There were other issues with ICMP on Windows, but that was the biggest one.
Hi ejp,
Seems what you need are:
1) read/write ICMPv4/v6 and IGMPv4 packets.
2) build your own IPv4 headers using IP_HDRINCL socket option, e.g. issue TCP RSTs, or see/modify the DP bits.
Also, the difference between IPv4 and IPv6 sockets become explicit here. For example, IP_HDRINCL is IPv4 only and there's no counterpart of it in IPv6. Or, ICMPv6 has type filtering, but ICMPv4 doesn't. So instead of making IPv4/IPv6 transparent, it might be necessary to make IPv4/IPv6 difference explicit for raw socket support.
My application is a hardware simulator, so to write the ethernet controller simulator, we would need to be able to send and receive raw ethernet packets.
For example, to simulate an (old) Digital VAX computer, the ethenet controller simulation needs to be able to send and receive raw packets with at least the following packet types: DECNET, LAT, LAD, LAST, SCCS, loopback, TCP/IP, Novell.

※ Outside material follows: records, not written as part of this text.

//! Native modules: `io` and `math`.

use crate::console::Console;
use crate::error::EvalResult;
use crate::value::Value;

/// Signature shared by every native function.
pub type NativeFn = fn(&mut Console, &[Value]) -> EvalResult<Value>;

/// A native function exposed as `module.name`.
#[derive(Debug, Clone, Copy, PartialEq)]
pub struct Builtin {
    pub name: &'static str,
    /// Required argument count; `None` means variadic.
    pub arity: Option<usize>,
    pub func: NativeFn,
}

impl Builtin {
    const fn new(name: &'static str, arity: Option<usize>, func: NativeFn) -> Self {
        Self { name, arity, func }
    }
}

/// Names of the modules that exist without a module file.
pub const BUILTIN_MODULES: &[&str] = &["io", "math"];

/// Functions of a builtin module, or `None` if `module` is not builtin.
pub fn builtin_module(module: &str) -> Option<&'static [Builtin]> {
    match module {
        "io" => Some(IO),
        "math" => Some(MATH),
        _ => None,
    }
}

// ── io ────────────────────────────────────────────────────────────────────────

const IO: &[Builtin] = &[
    Builtin::new("print", None, io_print),
    Builtin::new("input", Some(0), io_input),
];

/// Space-joined arguments plus a newline.
fn io_print(console: &mut Console, args: &[Value]) -> EvalResult<Value> {
    let line = args
        .iter()
        .map(ToString::to_string)
        .collect::<Vec<_>>()
        .join(" ");
    console.print_line(&line)?;
    Ok(Value::Null)
}

/// One line of input as a string, null at end of input.
fn io_input(console: &mut Console, _args: &[Value]) -> EvalResult<Value> {
    Ok(console.read_line()?.map_or(Value::Null, Value::String))
}

// ── math ──────────────────────────────────────────────────────────────────────

const MATH: &[Builtin] = &[
    Builtin::new("sqrt", Some(1), |_, args| unary(args, f64::sqrt)),
    Builtin::new("pow", Some(2), math_pow),
    Builtin::new("sin", Some(1), |_, args| unary(args, f64::sin)),
    Builtin::new("cos", Some(1), |_, args| unary(args, f64::cos)),
    Builtin::new("tan", Some(1), |_, args| unary(args, f64::tan)),
    Builtin::new("log", Some(1), |_, args| unary(args, f64::ln)),
    Builtin::new("exp", Some(1), |_, args| unary(args, f64::exp)),
    Builtin::new("abs", Some(1), |_, args| unary(args, f64::abs)),
    // Halves round to even.
    Builtin::new("round", Some(1), |_, args| unary(args, f64::round_ties_even)),
    Builtin::new("floor", Some(1), |_, args| unary(args, f64::floor)),
    Builtin::new("ceil", Some(1), |_, args| unary(args, f64::ceil)),
];

fn arg(args: &[Value], index: usize) -> EvalResult<f64> {
    args.get(index).unwrap_or(&Value::Null).to_number()
}

fn unary(args: &[Value], op: fn(f64) -> f64) -> EvalResult<Value> {
    Ok(Value::Number(op(arg(args, 0)?)))
}

fn math_pow(_console: &mut Console, args: &[Value]) -> EvalResult<Value> {
    Ok(Value::Number(arg(args, 0)?.powf(arg(args, 1)?)))
}

#[cfg(test)]
mod tests {
    use super::*;

    fn call(module: &str, name: &str, args: &[Value]) -> EvalResult<Value> {
        let builtin = builtin_module(module)
            .and_then(|fns| fns.iter().find(|b| b.name == name))
            .unwrap();
        (builtin.func)(&mut Console::captured(), args)
    }

    #[test]
    fn test_math_functions() {
        assert_eq!(call("math", "sqrt", &[Value::Number(16.0)]), Ok(Value::Number(4.0)));
        assert_eq!(
            call("math", "pow", &[Value::Number(2.0), Value::Number(10.0)]),
            Ok(Value::Number(1024.0))
        );
        assert_eq!(call("math", "abs", &[Value::Number(-3.0)]), Ok(Value::Number(3.0)));
        assert_eq!(call("math", "floor", &[Value::Number(2.7)]), Ok(Value::Number(2.0)));
        assert_eq!(call("math", "ceil", &[Value::Number(2.1)]), Ok(Value::Number(3.0)));
        assert_eq!(call("math", "log", &[Value::Number(1.0)]), Ok(Value::Number(0.0)));
        assert_eq!(call("math", "exp", &[Value::Number(0.0)]), Ok(Value::Number(1.0)));
    }

    #[test]
    fn test_round_ties_to_even() {
        assert_eq!(call("math", "round", &[Value::Number(2.5)]), Ok(Value::Number(2.0)));
        assert_eq!(call("math", "round", &[Value::Number(3.5)]), Ok(Value::Number(4.0)));
        assert_eq!(call("math", "round", &[Value::Number(2.4)]), Ok(Value::Number(2.0)));
    }

    #[test]
    fn test_math_coerces_numeric_strings() {
        assert_eq!(call("math", "sqrt", &[Value::from("9")]), Ok(Value::Number(3.0)));
        assert!(call("math", "sqrt", &[Value::from("nine")]).is_err());
    }

    #[test]
    fn test_io_print_joins_with_spaces() {
        let mut console = Console::captured();
        let args = [
            Value::from("sum:"),
            Value::Number(3.0),
            Value::List(vec![Value::Number(1.0), Value::Number(2.0)]),
        ];
        io_print(&mut console, &args).unwrap();
        assert_eq!(console.output(), ["sum: 3 [1, 2]"]);
    }

    #[test]
    fn test_io_input_reads_queue_then_null() {
        let mut console = Console::with_input(["hello"]);
        assert_eq!(io_input(&mut console, &[]), Ok(Value::from("hello")));
        assert_eq!(io_input(&mut console, &[]), Ok(Value::Null));
    }

    #[test]
    fn test_builtin_arities() {
        let arity = |module, name| {
            builtin_module(module)
                .and_then(|fns| fns.iter().find(|b| b.name == name))
                .map(|b| b.arity)
        };
        assert_eq!(arity("io", "print"), Some(None));
        assert_eq!(arity("io", "input"), Some(Some(0)));
        assert_eq!(arity("math", "pow"), Some(Some(2)));
        assert_eq!(arity("math", "tan"), Some(Some(1)));
        assert_eq!(builtin_module("net"), None);
    }
}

Currently, this is possible in Java by using one of the two(!) Jpcap implementations, which are Java wrappers around publically available libpcap/winpcap software.
The main problems with using the Jpcap wrapper is:
1) It is a pain to get and install the correct version of libpcap for the appropriate target operating system, since it is not provided by default on many systems, and if it is provided by default, it is generally too low a version for proper use
2) installation of libpcap/winpcap is a semi-complex or impossible task for an "end-user" (non-root/non-administrator)

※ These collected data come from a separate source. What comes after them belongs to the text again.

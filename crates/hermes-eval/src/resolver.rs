//! Module resolution: mapping an imported name to a parsed module.

use std::collections::BTreeMap;
use std::fs;
use std::io;
use std::path::{Path, PathBuf};

use hermes_types::ast::Module;
use hermes_types::SyntaxError;
use thiserror::Error;

/// File extension of Hermes module files.
pub const MODULE_EXTENSION: &str = "hs";

/// Failure while looking for a module. "Not found" is `Ok(None)`, not an error.
#[derive(Debug, Error)]
pub enum ResolveError {
    #[error("cannot read module directory '{}': {source}", .path.display())]
    Directory {
        path: PathBuf,
        #[source]
        source: io::Error,
    },

    #[error("module '{module}' does not parse: {source}")]
    Syntax {
        module: String,
        #[source]
        source: SyntaxError,
    },
}

/// Finds module source by name.
pub trait ModuleResolver {
    fn resolve(&mut self, name: &str) -> Result<Option<Module>, ResolveError>;
}

impl<R: ModuleResolver + ?Sized> ModuleResolver for Box<R> {
    fn resolve(&mut self, name: &str) -> Result<Option<Module>, ResolveError> {
        (**self).resolve(name)
    }
}

/// Resolves nothing.
#[derive(Debug, Clone, Copy, Default)]
pub struct NoModules;

impl ModuleResolver for NoModules {
    fn resolve(&mut self, _name: &str) -> Result<Option<Module>, ResolveError> {
        Ok(None)
    }
}

/// Scans a directory for `*.hs` files and matches on their
/// `!module["name"]` header, not on the file name.
///
/// Files that cannot be read or parsed are skipped. The directory is
/// rescanned on every lookup, so modules added between imports are found.
#[derive(Debug, Clone)]
pub struct DirectoryResolver {
    root: PathBuf,
}

impl DirectoryResolver {
    pub fn new(root: impl Into<PathBuf>) -> Self {
        Self { root: root.into() }
    }

    pub fn root(&self) -> &Path {
        &self.root
    }

    /// Every parsable module file in the directory, sorted by path.
    pub fn scan(&self) -> Result<Vec<(PathBuf, Module)>, ResolveError> {
        let entries = fs::read_dir(&self.root).map_err(|source| ResolveError::Directory {
            path: self.root.clone(),
            source,
        })?;

        let mut paths: Vec<PathBuf> = entries
            .filter_map(|entry| entry.ok().map(|e| e.path()))
            .filter(|path| {
                path.is_file()
                    && path.extension().and_then(|ext| ext.to_str()) == Some(MODULE_EXTENSION)
            })
            .collect();
        paths.sort();

        Ok(paths
            .into_iter()
            .filter_map(|path| {
                let source = fs::read_to_string(&path).ok()?;
                let module = hermes_parser::parse_module(&source).ok()?;
                Some((path, module))
            })
            .collect())
    }
}

impl ModuleResolver for DirectoryResolver {
    fn resolve(&mut self, name: &str) -> Result<Option<Module>, ResolveError> {
        Ok(self
            .scan()?
            .into_iter()
            .map(|(_, module)| module)
            .find(|module| module.name == name))
    }
}

/// In-memory resolver: import name to module source text.
#[derive(Debug, Clone, Default)]
pub struct SourceResolver {
    sources: BTreeMap<String, String>,
}

impl SourceResolver {
    pub fn new() -> Self {
        Self::default()
    }

    pub fn with_module(mut self, name: impl Into<String>, source: impl Into<String>) -> Self {
        self.insert(name, source);
        self
    }

    pub fn insert(&mut self, name: impl Into<String>, source: impl Into<String>) {
        self.sources.insert(name.into(), source.into());
    }
}

impl ModuleResolver for SourceResolver {
    fn resolve(&mut self, name: &str) -> Result<Option<Module>, ResolveError> {
        let Some(source) = self.sources.get(name) else {
            return Ok(None);
        };
        hermes_parser::parse_module(source)
            .map(Some)
            .map_err(|source| ResolveError::Syntax {
                module: name.to_string(),
                source,
            })
    }
}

One of the major reasons that the community would like to see Raw Packet support implemented in Java is that current raw packet programming is very system-dependant, and we would like to see a system-independant API provided through Java.
Java has nicely covered socket-based IP programming, now we'd like to extend Java to provide the Raw network APIs for more general network programming.
> Its sad to realize at different occasions, that Java
> is just not usable for this type of application, e.g.
> writing a firewall...
Sure it is! You just need some glue between operating system specific APIs and Java.
This is not really a language issue. It's an issue of what language APIs a given OS supports out of the box. Want to write a firewall using C and deploy it on a LISP machine? Be prepared to write some C/LISP glue, just like you'd write Java/C glue to access APIs written in a C-based OS.
C is so widespread, and so many OSes offer C APIs that C seems "universal". But that's just an illusion. The OSes that happen to be most popular at this time in history happen to provide C APIs to most of their functionality (even then you may occasionally need C/assembly glue for some things).
More and more APIs, such as low level TCP access, will eventually migrate to Java. But ther is no "universal" language, magically able to access any API written in any other language.
> My application is a hardware simulator, so to write
> the ethernet controller simulator, we would need to
> be able to send and receive raw ethernet packets.
>
> For example, to simulate an (old) Digital VAX
> computer, the ethenet controller simulation needs to
> be able to send and receive raw packets with at least
> the following packet types: DECNET, LAT, LAD, LAST,
> SCCS, loopback, TCP/IP, Novell.
>...
> 2) installation of libpcap/winpcap is a semi-complex
> or impossible task for an "end-user"
> (non-root/non-administrator)
>
I would be curious as to when this sort of end user would be running simulations for the described hardware simulator.